Lift up your heads, you mighty gates

gate village in Hanoi
Uoc Le gate village in Thanh Oai Dist., Hanoi. Photo: Bui Dang Thanh

gate village in Hanoi
Phu Hau gate village in Vinh Phuc Province, Hanoi. Photo: Bui Dang Thanh

gate village in Hanoi
Van Du gate village in the suburb of Hanoi.
Photo: Nguyen Viet Binh.

gate village in Hanoi
A gate village in Dong Anh Dist., Hanoi. Photo: Nguyen Viet Binh

gate village in Hanoi
Duong Lam gate village in Hanoi.
Photo: Nguyen Ba Ngoc

Since ancient times, the village gate has served as more than just an entrance or exit. Many villages have more than one gate, each facing different directions. Originally, these may have been made of spiked bamboo to prevent wild beasts from entering. Later, they became part of the general defense against any intruders. In the flourishing middle Le Dynasty, the gates were built stronger, longer lasting, and more beautifully with materials such as bricks, stones, laterite, and lime mixed with salt and honey or cane sugar.

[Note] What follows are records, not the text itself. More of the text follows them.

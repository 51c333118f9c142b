use std::path::PathBuf;

use anyhow::{Context, Result};
use clap::{Parser, Subcommand};

// `#[zbus::proxy]` generates `AttendanceProxy` (async) from this trait.
#[zbus::proxy(
    interface = "org.rollcall.Attendance1",
    default_service = "org.rollcall.Attendance1",
    default_path = "/org/rollcall/Attendance1"
)]
trait Attendance {
    async fn scan(&self, payload: &str) -> zbus::Result<String>;
    async fn enroll(&self, user_id: &str, embedding_json: &str, replace: bool)
        -> zbus::Result<String>;
    async fn deactivate(&self, user_id: &str) -> zbus::Result<u32>;
    async fn records(&self, user_id: &str, date: &str) -> zbus::Result<String>;
    async fn sweep_absences(&self, date: &str) -> zbus::Result<u32>;
    async fn refresh_gallery(&self) -> zbus::Result<u32>;
    async fn status(&self) -> zbus::Result<String>;
}

#[derive(Parser)]
#[command(name = "rollcall", about = "Rollcall attendance CLI")]
struct Cli {
    /// Talk to a daemon on the session bus (development setups).
    #[arg(long, global = true)]
    session: bool,

    #[command(subcommand)]
    command: Commands,
}

#[derive(Subcommand)]
enum Commands {
    /// Submit a probe embedding for an attendance scan
    Scan {
        /// JSON file holding the embedding as a number array
        file: PathBuf,
        /// Free-form location label recorded on the ledger entry
        #[arg(short, long)]
        location: Option<String>,
        #[arg(long)]
        latitude: Option<f64>,
        #[arg(long)]
        longitude: Option<f64>,
        /// Path of the captured frame, stored as a reference
        #[arg(long)]
        image: Option<String>,
    },
    /// Enroll a face template for a user
    Enroll {
        user_id: String,
        /// JSON file holding the embedding as a number array
        file: PathBuf,
        /// Deactivate the user's existing templates first
        #[arg(long)]
        replace: bool,
    },
    /// Deactivate all templates for a user
    Deactivate { user_id: String },
    /// Show a user's ledger entries for a day
    Records {
        user_id: String,
        /// Day as YYYY-MM-DD
        date: String,
    },
    /// Append absence records for users with no entries on a day
    Sweep {
        /// Day as YYYY-MM-DD
        date: String,
    },
    /// Reload enrolled templates from storage
    Refresh,
    /// Show daemon status
    Status,
}

async fn connect(session: bool) -> Result<AttendanceProxy<'static>> {
    let connection = if session {
        zbus::Connection::session().await
    } else {
        zbus::Connection::system().await
    }
    .context("connecting to the bus — is rollcalld running?")?;
    Ok(AttendanceProxy::new(&connection).await?)
}

fn read_embedding(file: &PathBuf) -> Result<String> {
    let text = std::fs::read_to_string(file)
        .with_context(|| format!("reading {}", file.display()))?;
    // Validate locally so a typo fails here, not at the daemon.
    let values: Vec<f32> = serde_json::from_str(&text)
        .with_context(|| format!("{} is not a JSON number array", file.display()))?;
    Ok(serde_json::to_string(&values)?)
}

fn print_json(raw: &str) {
    match serde_json::from_str::<serde_json::Value>(raw) {
        Ok(value) => match serde_json::to_string_pretty(&value) {
            Ok(pretty) => println!("{pretty}"),
            Err(_) => println!("{raw}"),
        },
        Err(_) => println!("{raw}"),
    }
}

#[tokio::main]
async fn main() -> Result<()> {
    tracing_subscriber::fmt()
        .with_env_filter(tracing_subscriber::EnvFilter::from_default_env())
        .init();

    let cli = Cli::parse();
    let proxy = connect(cli.session).await?;

    match cli.command {
        Commands::Scan {
            file,
            location,
            latitude,
            longitude,
            image,
        } => {
            let embedding: serde_json::Value = serde_json::from_str(&read_embedding(&file)?)?;
            let payload = serde_json::json!({
                "embedding": embedding,
                "location": location,
                "latitude": latitude,
                "longitude": longitude,
                "face_image_path": image,
            });
            let outcome = proxy.scan(&payload.to_string()).await?;
            print_json(&outcome);
        }
        Commands::Enroll {
            user_id,
            file,
            replace,
        } => {
            let embedding = read_embedding(&file)?;
            let template_id = proxy.enroll(&user_id, &embedding, replace).await?;
            println!("enrolled template {template_id} for {user_id}");
        }
        Commands::Deactivate { user_id } => {
            let count = proxy.deactivate(&user_id).await?;
            println!("deactivated {count} template(s) for {user_id}");
        }
        Commands::Records { user_id, date } => {
            let records = proxy.records(&user_id, &date).await?;
            print_json(&records);
        }
        Commands::Sweep { date } => {
            let appended = proxy.sweep_absences(&date).await?;
            println!("recorded {appended} absence(s) for {date}");
        }
        Commands::Refresh => {
            let loaded = proxy.refresh_gallery().await?;
            println!("gallery reloaded: {loaded} template(s)");
        }
        Commands::Status => {
            let status = proxy.status().await?;
            print_json(&status);
        }
    }

    Ok(())
}
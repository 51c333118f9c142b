//! rollcall-core — Embedding matching and attendance decision engine.
//!
//! Pure library: no async runtime, no storage engine. The daemon wires a
//! `Gallery` snapshot and an `AttendanceRepository` implementation around the
//! stateless matcher and rule engine defined here.

pub mod gallery;
pub mod ledger;
pub mod matcher;
pub mod repo;
pub mod rules;
pub mod types;

pub use gallery::{Gallery, GallerySnapshot, RefreshStats};
pub use ledger::{AttendanceRecord, AttendanceStatus, DayState, RecordKind};
pub use matcher::{Candidate, CosineMatcher, MatchOutcome, MatchPolicy, Matcher};
pub use repo::{AppendError, AttendanceRepository, EmbeddingRepository, StoreError};
pub use rules::{RuleEngine, ScanDecision, ScanEvent, ShiftPolicy};
pub use types::{Embedding, FaceTemplate};
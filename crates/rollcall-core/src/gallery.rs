//! In-memory view of enrolled templates, refreshed by atomic snapshot swap.

use std::sync::Arc;

use arc_swap::ArcSwap;

use crate::repo::{EmbeddingRepository, StoreError};
use crate::types::FaceTemplate;

/// Immutable gallery snapshot. Matchers hold an `Arc` to one of these for the
/// duration of a ranking pass; a concurrent refresh never invalidates it.
#[derive(Debug)]
pub struct GallerySnapshot {
    /// Established embedding dimension. Every template in `templates` has
    /// exactly this many components.
    pub dim: usize,
    pub templates: Vec<FaceTemplate>,
}

#[derive(Debug, Clone, Copy, PartialEq, Eq)]
pub struct RefreshStats {
    pub loaded: usize,
    /// Enrolled vectors skipped because their length differs from the
    /// gallery dimension. Skipped, never fatal to the load.
    pub dimension_mismatches: usize,
}

/// Enrolled-template registry with lock-free readers.
///
/// The dimension is fixed at construction and never varies. `refresh` builds
/// a fresh snapshot from the repository and swaps it in atomically; matching
/// against the previous snapshot remains valid (bounded staleness).
pub struct Gallery {
    dim: usize,
    snapshot: ArcSwap<GallerySnapshot>,
}

impl Gallery {
    pub fn new(dim: usize) -> Self {
        Self {
            dim,
            snapshot: ArcSwap::from_pointee(GallerySnapshot {
                dim,
                templates: Vec::new(),
            }),
        }
    }

    pub fn dim(&self) -> usize {
        self.dim
    }

    /// Current snapshot. Cheap pointer load, safe from any thread.
    pub fn snapshot(&self) -> Arc<GallerySnapshot> {
        self.snapshot.load_full()
    }

    /// Reload active templates from the repository and swap the snapshot.
    ///
    /// Templates whose embedding length differs from the gallery dimension
    /// are skipped and counted, with a warning per offender.
    pub fn refresh<R: EmbeddingRepository>(&self, repo: &R) -> Result<RefreshStats, StoreError> {
        let loaded = repo.load_active()?;

        let mut templates = Vec::with_capacity(loaded.len());
        let mut dimension_mismatches = 0usize;
        for template in loaded {
            if template.embedding.dim() != self.dim {
                tracing::warn!(
                    template_id = %template.id,
                    user_id = %template.user_id,
                    got = template.embedding.dim(),
                    expected = self.dim,
                    "skipping enrolled embedding with wrong dimension"
                );
                dimension_mismatches += 1;
                continue;
            }
            templates.push(template);
        }

        let stats = RefreshStats {
            loaded: templates.len(),
            dimension_mismatches,
        };

        self.snapshot.store(Arc::new(GallerySnapshot {
            dim: self.dim,
            templates,
        }));

        tracing::debug!(
            loaded = stats.loaded,
            skipped = stats.dimension_mismatches,
            "gallery refreshed"
        );
        Ok(stats)
    }
}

In many places, the gate has strong wooden doors, which only opened at a certain times, as deemed necessary by the village. Some even have moats on both sides, and were reinforced with bamboo inside, like a barricade. Before 1945, Hanoi and former Ha Tay had about 1500 villages with multiple gates. Time and wars have destroyed many of these. But the remaining gates, such as those of Uoc Le village in Thanh Oai, Chi Quan village in Thach That, Mong Phu village in Duong Lam, and Son Tay are truly cultural legacies left by the previous generations.

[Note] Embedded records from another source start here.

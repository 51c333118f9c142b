use std::time::Duration;

use anyhow::Result;
use tracing_subscriber::EnvFilter;

mod config;
mod dbus_interface;
mod service;

#[tokio::main]
async fn main() -> Result<()> {
    tracing_subscriber::fmt()
        .with_env_filter(EnvFilter::from_default_env())
        .init();

    tracing::info!("rollcalld starting");

    let config = config::Config::from_env();
    let shift_policy = config.load_shift_policy()?;
    let store = rollcall_store::Store::open(&config.db_path)?;
    tracing::info!(db = %config.db_path.display(), "store opened");

    let service = service::AttendanceService::spawn(
        store,
        config.embedding_dim,
        config.match_policy(),
        shift_policy,
        Duration::from_secs(config.commit_timeout_secs),
    )?;

    let builder = if config.session_bus {
        zbus::connection::Builder::session()?
    } else {
        zbus::connection::Builder::system()?
    };
    let _connection = builder
        .name("org.rollcall.Attendance1")?
        .serve_at(
            "/org/rollcall/Attendance1",
            dbus_interface::AttendanceInterface::new(service),
        )?
        .build()
        .await?;

    tracing::info!("rollcalld ready");

    // Keep running until signaled
    tokio::signal::ctrl_c().await?;
    tracing::info!("rollcalld shutting down");

    Ok(())
}
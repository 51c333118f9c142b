//! Attendance records and per-day state derivation.

use chrono::{DateTime, NaiveDate, Utc};
use serde::{Deserialize, Serialize};

#[derive(Debug, Clone, Copy, PartialEq, Eq, Serialize, Deserialize)]
#[serde(rename_all = "snake_case")]
pub enum RecordKind {
    CheckIn,
    CheckOut,
}

impl RecordKind {
    /// Persisted spelling — part of the stored-data compatibility contract.
    pub fn as_str(&self) -> &'static str {
        match self {
            RecordKind::CheckIn => "check_in",
            RecordKind::CheckOut => "check_out",
        }
    }

    pub fn parse(s: &str) -> Option<Self> {
        match s {
            "check_in" => Some(RecordKind::CheckIn),
            "check_out" => Some(RecordKind::CheckOut),
            _ => None,
        }
    }
}

#[derive(Debug, Clone, Copy, PartialEq, Eq, Serialize, Deserialize)]
#[serde(rename_all = "snake_case")]
pub enum AttendanceStatus {
    Present,
    Late,
    Absent,
    HalfDay,
}

impl AttendanceStatus {
    /// Persisted spelling — part of the stored-data compatibility contract.
    pub fn as_str(&self) -> &'static str {
        match self {
            AttendanceStatus::Present => "present",
            AttendanceStatus::Late => "late",
            AttendanceStatus::Absent => "absent",
            AttendanceStatus::HalfDay => "half_day",
        }
    }

    pub fn parse(s: &str) -> Option<Self> {
        match s {
            "present" => Some(AttendanceStatus::Present),
            "late" => Some(AttendanceStatus::Late),
            "absent" => Some(AttendanceStatus::Absent),
            "half_day" => Some(AttendanceStatus::HalfDay),
            _ => None,
        }
    }
}

/// One immutable ledger entry. Corrections are new records with notes, never
/// in-place edits.
///
/// `kind` is `None` only for system-generated absence records, which the
/// end-of-day sweep appends for registered users with no scans.
#[derive(Debug, Clone, PartialEq, Serialize, Deserialize)]
pub struct AttendanceRecord {
    pub id: String,
    pub user_id: String,
    #[serde(rename = "type")]
    pub kind: Option<RecordKind>,
    pub status: AttendanceStatus,
    pub timestamp: DateTime<Utc>,
    pub location: Option<String>,
    pub latitude: Option<f64>,
    pub longitude: Option<f64>,
    pub face_image_path: Option<String>,
    pub confidence_score: Option<f32>,
    pub notes: Option<String>,
}

impl AttendanceRecord {
    pub fn day(&self) -> NaiveDate {
        self.timestamp.date_naive()
    }

    /// System-generated absence for a user with zero scans on `date`.
    /// No kind, no confidence — the one record shape not produced by a scan.
    pub fn absence(user_id: &str, date: NaiveDate) -> Self {
        let timestamp = date
            .and_hms_opt(23, 59, 59)
            .expect("23:59:59 is a valid time")
            .and_utc();
        Self {
            id: uuid::Uuid::new_v4().to_string(),
            user_id: user_id.to_string(),
            kind: None,
            status: AttendanceStatus::Absent,
            timestamp,
            location: None,
            latitude: None,
            longitude: None,
            face_image_path: None,
            confidence_score: None,
            notes: Some("no scan recorded".to_string()),
        }
    }
}

/// Per-(user, day) scan state, re-derived from the ordered record sequence on
/// every decision. Nothing long-lived caches it.
#[derive(Debug, Clone, PartialEq)]
pub enum DayState {
    NotCheckedIn,
    CheckedIn {
        at: DateTime<Utc>,
        status: AttendanceStatus,
    },
    CheckedOut {
        at: DateTime<Utc>,
    },
}

impl DayState {
    /// Fold a day's records (ascending by timestamp) into the current state.
    /// Absence records carry no kind and do not advance the state.
    pub fn from_records(records: &[AttendanceRecord]) -> Self {
        let mut state = DayState::NotCheckedIn;
        for record in records {
            match record.kind {
                Some(RecordKind::CheckIn) => {
                    if matches!(state, DayState::NotCheckedIn) {
                        state = DayState::CheckedIn {
                            at: record.timestamp,
                            status: record.status,
                        };
                    }
                }
                Some(RecordKind::CheckOut) => {
                    if matches!(state, DayState::CheckedIn { .. }) {
                        state = DayState::CheckedOut {
                            at: record.timestamp,
                        };
                    }
                }
                None => {}
            }
        }
        state
    }
}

An important part of a gate is the top, which is often built in the form of an arch. The arch is usually covered, so travelers can hide from the tropical sun and rains. In many places, there is a floor or two on top of the arch, each adorned with boat prow-shaped roof corners, like those of temples and pagodas. On each sides of the arch, there are tall pillars, with reliefs of parallel sentences, designed to introduce the village’s good traditions. Some gates, besides the big entrance, have two smaller side doors, like those at pagodas. Some gates have a room on top of it, like those of Thach Than village in Quoc Oai, Lai Xa village in Hoai Duc, and particularly, the gate of Mông Phụ village in Duong Lam, built during Lê dynasty.

The front side of the gate is the most important. There is a relief of a seal, with flowers and leaves, and above the gate, a relief of the village name or slogan which shows the villagers’ aspirations. For example, Uoc Le village gate, one of the most beautiful ones in the North, has a big relief of the village name. Phung Xa village gate has two big characters; ‘Loyalty and Righteousness’. Ha Tri village gate has: ‘Good traditions preservation’. Many villages have the three characters for ‘Mankind for beauty’, meaning that beautiful human qualities are the highest values. Many others have the three characters for ‘Little Tall Big’, which were taken from the story about a high court mandarin named Vu Dinh Quoc, who told his descendants to make the village gates higher and bigger so that horses and carriages could pass through. It expressed the wish that the village’s descendants study hard in order to have a successful career.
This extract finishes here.